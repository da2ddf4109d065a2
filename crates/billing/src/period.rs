//! Billing period: academic year plus an optional month of a recurring cycle.

use core::fmt;

use serde::{Deserialize, Serialize};

use feeledger_core::{AccountId, DomainError, DomainResult, TenantId};

/// Academic year label, e.g. `2025-2026`.
#[derive(Debug, Clone, PartialEq, Eq, PartialOrd, Ord, Hash, Serialize, Deserialize)]
#[serde(try_from = "String", into = "String")]
pub struct AcademicYear(String);

impl AcademicYear {
    pub fn parse(raw: impl AsRef<str>) -> DomainResult<Self> {
        let raw = raw.as_ref().trim();
        if raw.is_empty() {
            return Err(DomainError::validation("academic year is required"));
        }
        if raw.len() > 32 {
            return Err(DomainError::validation("academic year is too long"));
        }
        if !raw
            .chars()
            .all(|c| c.is_ascii_alphanumeric() || c == '-' || c == '/')
        {
            return Err(DomainError::validation(format!(
                "academic year contains invalid characters: {raw:?}"
            )));
        }
        Ok(Self(raw.to_string()))
    }

    pub fn as_str(&self) -> &str {
        &self.0
    }
}

impl fmt::Display for AcademicYear {
    fn fmt(&self, f: &mut fmt::Formatter<'_>) -> fmt::Result {
        f.write_str(&self.0)
    }
}

impl TryFrom<String> for AcademicYear {
    type Error = DomainError;

    fn try_from(value: String) -> Result<Self, Self::Error> {
        Self::parse(value)
    }
}

impl From<AcademicYear> for String {
    fn from(value: AcademicYear) -> Self {
        value.0
    }
}

/// Calendar month number (1 = January).
#[derive(Debug, Copy, Clone, PartialEq, Eq, PartialOrd, Ord, Hash, Serialize, Deserialize)]
#[serde(try_from = "u8", into = "u8")]
pub struct BillingMonth(u8);

impl BillingMonth {
    pub fn new(month: u8) -> DomainResult<Self> {
        if !(1..=12).contains(&month) {
            return Err(DomainError::validation(format!(
                "month must be between 1 and 12 (got {month})"
            )));
        }
        Ok(Self(month))
    }

    pub fn number(self) -> u8 {
        self.0
    }
}

impl TryFrom<u8> for BillingMonth {
    type Error = DomainError;

    fn try_from(value: u8) -> Result<Self, Self::Error> {
        Self::new(value)
    }
}

impl From<BillingMonth> for u8 {
    fn from(value: BillingMonth) -> Self {
        value.0
    }
}

#[derive(Debug, Clone, PartialEq, Eq, Hash, Serialize, Deserialize)]
pub struct BillingPeriod {
    pub academic_year: AcademicYear,
    pub month: Option<BillingMonth>,
}

impl BillingPeriod {
    pub fn new(academic_year: AcademicYear, month: Option<BillingMonth>) -> Self {
        Self {
            academic_year,
            month,
        }
    }

    pub fn monthly(academic_year: AcademicYear, month: BillingMonth) -> Self {
        Self::new(academic_year, Some(month))
    }

    /// Natural key of the one invoice an account may hold for this period.
    pub fn invoice_key(&self, tenant_id: TenantId, account_id: AccountId) -> String {
        let month = self
            .month
            .map(|m| m.number().to_string())
            .unwrap_or_else(|| "annual".to_string());
        format!("{tenant_id}/{account_id}/{}/{month}", self.academic_year)
    }
}

impl fmt::Display for BillingPeriod {
    fn fmt(&self, f: &mut fmt::Formatter<'_>) -> fmt::Result {
        match self.month {
            Some(m) => write!(f, "{} month {}", self.academic_year, m.number()),
            None => write!(f, "{}", self.academic_year),
        }
    }
}
//! Billing events: the event contract, tenant-scoped envelopes and the pub/sub bus.

pub mod bus;
pub mod envelope;
pub mod event;
pub mod in_memory_bus;

pub use bus::{EventBus, Subscription};
pub use envelope::EventEnvelope;
pub use event::Event;
pub use in_memory_bus::{InMemoryBusError, InMemoryEventBus};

▶ **WORK ORDER**
Having read the records, return each one exactly.

▶ **EXERCISE SOLUTION**
repository da2ddf4109d065a2
filename crates/billing/src/period.rs
//! Billing period: academic year plus an optional month of a recurring cycle.

use core::fmt;

use serde::{Deserialize, Serialize};

use feeledger_core::{AccountId, DomainError, DomainResult, TenantId};

/// Academic year label, e.g. `2025-2026`.
#[derive(Debug, Clone, PartialEq, Eq, PartialOrd, Ord, Hash, Serialize, Deserialize)]
#[serde(try_from = "String", into = "String")]
pub struct AcademicYear(String);

impl AcademicYear {
    pub fn parse(raw: impl AsRef<str>) -> DomainResult<Self> {
        let raw = raw.as_ref().trim();
        if raw.is_empty() {
            return Err(DomainError::validation("academic year is required"));
        }
        if raw.len() > 32 {
            return Err(DomainError::validation("academic year is too long"));
        }
        if !raw
            .chars()
            .all(|c| c.is_ascii_alphanumeric() || c == '-' || c == '/')
        {
            return Err(DomainError::validation(format!(
                "academic year contains invalid characters: {raw:?}"
            )));
        }
        Ok(Self(raw.to_string()))
    }

    pub fn as_str(&self) -> &str {
        &self.0
    }
}

impl fmt::Display for AcademicYear {
    fn fmt(&self, f: &mut fmt::Formatter<'_>) -> fmt::Result {
        f.write_str(&self.0)
    }
}

impl TryFrom<String> for AcademicYear {
    type Error = DomainError;

    fn try_from(value: String) -> Result<Self, Self::Error> {
        Self::parse(value)
    }
}

impl From<AcademicYear> for String {
    fn from(value: AcademicYear) -> Self {
        value.0
    }
}

/// Calendar month number (1 = January).
#[derive(Debug, Copy, Clone, PartialEq, Eq, PartialOrd, Ord, Hash, Serialize, Deserialize)]
#[serde(try_from = "u8", into = "u8")]
pub struct BillingMonth(u8);

impl BillingMonth {
    pub fn new(month: u8) -> DomainResult<Self> {
        if !(1..=12).contains(&month) {
            return Err(DomainError::validation(format!(
                "month must be between 1 and 12 (got {month})"
            )));
        }
        Ok(Self(month))
    }

    pub fn number(self) -> u8 {
        self.0
    }
}

impl TryFrom<u8> for BillingMonth {
    type Error = DomainError;

    fn try_from(value: u8) -> Result<Self, Self::Error> {
        Self::new(value)
    }
}

impl From<BillingMonth> for u8 {
    fn from(value: BillingMonth) -> Self {
        value.0
    }
}

#[derive(Debug, Clone, PartialEq, Eq, Hash, Serialize, Deserialize)]
pub struct BillingPeriod {
    pub academic_year: AcademicYear,
    pub month: Option<BillingMonth>,
}

impl BillingPeriod {
    pub fn new(academic_year: AcademicYear, month: Option<BillingMonth>) -> Self {
        Self {
            academic_year,
            month,
        }
    }

    pub fn monthly(academic_year: AcademicYear, month: BillingMonth) -> Self {
        Self::new(academic_year, Some(month))
    }

    /// Natural key of the one invoice an account may hold for this period.
    pub fn invoice_key(&self, tenant_id: TenantId, account_id: AccountId) -> String {
        let month = self
            .month
            .map(|m| m.number().to_string())
            .unwrap_or_else(|| "annual".to_string());
        format!("{tenant_id}/{account_id}/{}/{month}", self.academic_year)
    }
}

impl fmt::Display for BillingPeriod {
    fn fmt(&self, f: &mut fmt::Formatter<'_>) -> fmt::Result {
        match self.month {
            Some(m) => write!(f, "{} month {}", self.academic_year, m.number()),
            None => write!(f, "{}", self.academic_year),
        }
    }
}
//! Billing events: the event contract, tenant-scoped envelopes and the pub/sub bus.

pub mod bus;
pub mod envelope;
pub mod event;
pub mod in_memory_bus;

pub use bus::{EventBus, Subscription};
pub use envelope::EventEnvelope;
pub use event::Event;
pub use in_memory_bus::{InMemoryBusError, InMemoryEventBus};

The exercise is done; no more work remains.